Task details. From the entries that follow, copy each line containing the word "ModelSync".

[Opening Records for the exercise section]

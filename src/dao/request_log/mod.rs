pub mod request_log;

pub use request_log::*;
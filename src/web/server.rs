use std::net::SocketAddr;
use std::sync::{Arc, RwLock};

use axum::{
    middleware::{from_fn, from_fn_with_state},
    routing::{delete, get, post},
    Router,
};
use anyhow::Result;
use serde_json::Value;
use sqlx::SqlitePool;
use tower::ServiceBuilder;
use tracing::info;

use crate::config::GatewayConfig;
use crate::dao::cache::CacheService;
use crate::gateway::breaker::CircuitBreaker;
use crate::gateway::dispatcher::Dispatcher;
use crate::gateway::limiter::SlidingWindowLimiter;
use crate::gateway::proxy::UpstreamProxy;
use crate::gateway::registry::ProviderRegistry;
use crate::gateway::scorer::RoutingScorer;
use crate::gateway::sink::LogSink;
use crate::gateway::sync::ModelSync;
use crate::web::{
    handlers::{
        breaker_handler::{get_breaker_status, invalidate_cache, reset_breaker},
        chat_handler::{chat_completions, list_models},
        health_handler::health_check,
        key_handler::{create_key, delete_key, list_keys},
        log_handler::{get_metrics, list_request_log_entries, list_sync_log_entries},
        provider_handler::{
            create_new_provider, delete_existing_provider, export_providers, get_provider,
            import_providers, list_providers, resync_provider, update_existing_provider,
        },
        setting_handler::{get_settings, set_setting_value},
    },
    middleware::{
        cors::cors_layer, rate_limit::rate_limit_middleware,
        request_log::request_log_middleware, trace::trace_middleware,
    },
};

/// 注入所有处理器的共享状态
#[derive(Clone)]
pub struct AppState {
    pub pool: Arc<SqlitePool>,
    pub config: GatewayConfig,
    pub registry: Arc<ProviderRegistry>,
    pub scorer: Arc<RoutingScorer>,
    pub breaker: Arc<CircuitBreaker>,
    pub dispatcher: Arc<Dispatcher>,
    /// 限流器可随 settings 热替换
    pub limiter: Arc<RwLock<Arc<SlidingWindowLimiter>>>,
    pub sink: LogSink,
    pub sync: ModelSync,
    pub proxy: Arc<UpstreamProxy>,
    /// /v1/models 响应缓存，键含快照版本
    pub models_cache: CacheService<String, Value>,
}

pub struct WebServer {
    state: AppState,
}

impl WebServer {
    pub fn new(state: AppState) -> Self {
        Self { state }
    }

    pub async fn start(&self, addr: SocketAddr) -> Result<()> {
        let app = self.create_app();

        info!("gateway listening on http://{}", addr);

        let listener = tokio::net::TcpListener::bind(addr).await?;
        axum::serve(
            listener,
            app.into_make_service_with_connect_info::<SocketAddr>(),
        )
        .await?;

        Ok(())
    }

    pub fn create_app(&self) -> Router {
        let state = self.state.clone();

        // 公开 OpenAI 兼容面
        let public_routes = Router::new()
            .route("/v1/models", get(list_models))
            .route("/v1/chat/completions", post(chat_completions));

        // 管理面
        let admin_routes = Router::new()
            .route("/providers", get(list_providers).post(create_new_provider))
            .route("/providers/export", get(export_providers))
            .route("/providers/import", post(import_providers))
            .route(
                "/providers/:id",
                get(get_provider)
                    .patch(update_existing_provider)
                    .delete(delete_existing_provider),
            )
            .route("/providers/:id/resync", post(resync_provider))
            .route("/request-logs", get(list_request_log_entries))
            .route("/sync-logs", get(list_sync_log_entries))
            .route("/metrics", get(get_metrics))
            .route("/keys", get(list_keys).post(create_key))
            .route("/keys/:id", delete(delete_key))
            .route("/settings", get(get_settings).post(set_setting_value))
            .route("/circuit-breaker", get(get_breaker_status))
            .route("/circuit-breaker/:provider_id/reset", post(reset_breaker))
            .route("/cache/invalidate", post(invalidate_cache));

        Router::new()
            .merge(public_routes)
            .nest("/admin", admin_routes)
            .route("/health", get(health_check))
            .layer(
                ServiceBuilder::new()
                    .layer(cors_layer())
                    .layer(from_fn(trace_middleware))
                    .layer(from_fn_with_state(state.clone(), request_log_middleware))
                    .layer(from_fn_with_state(state.clone(), rate_limit_middleware)),
            )
            .with_state(state)
    }
}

[Closing Records for the exercise section]

Finished exercise.
use crate::gateway::sync::ModelSync;
    pub sync: ModelSync,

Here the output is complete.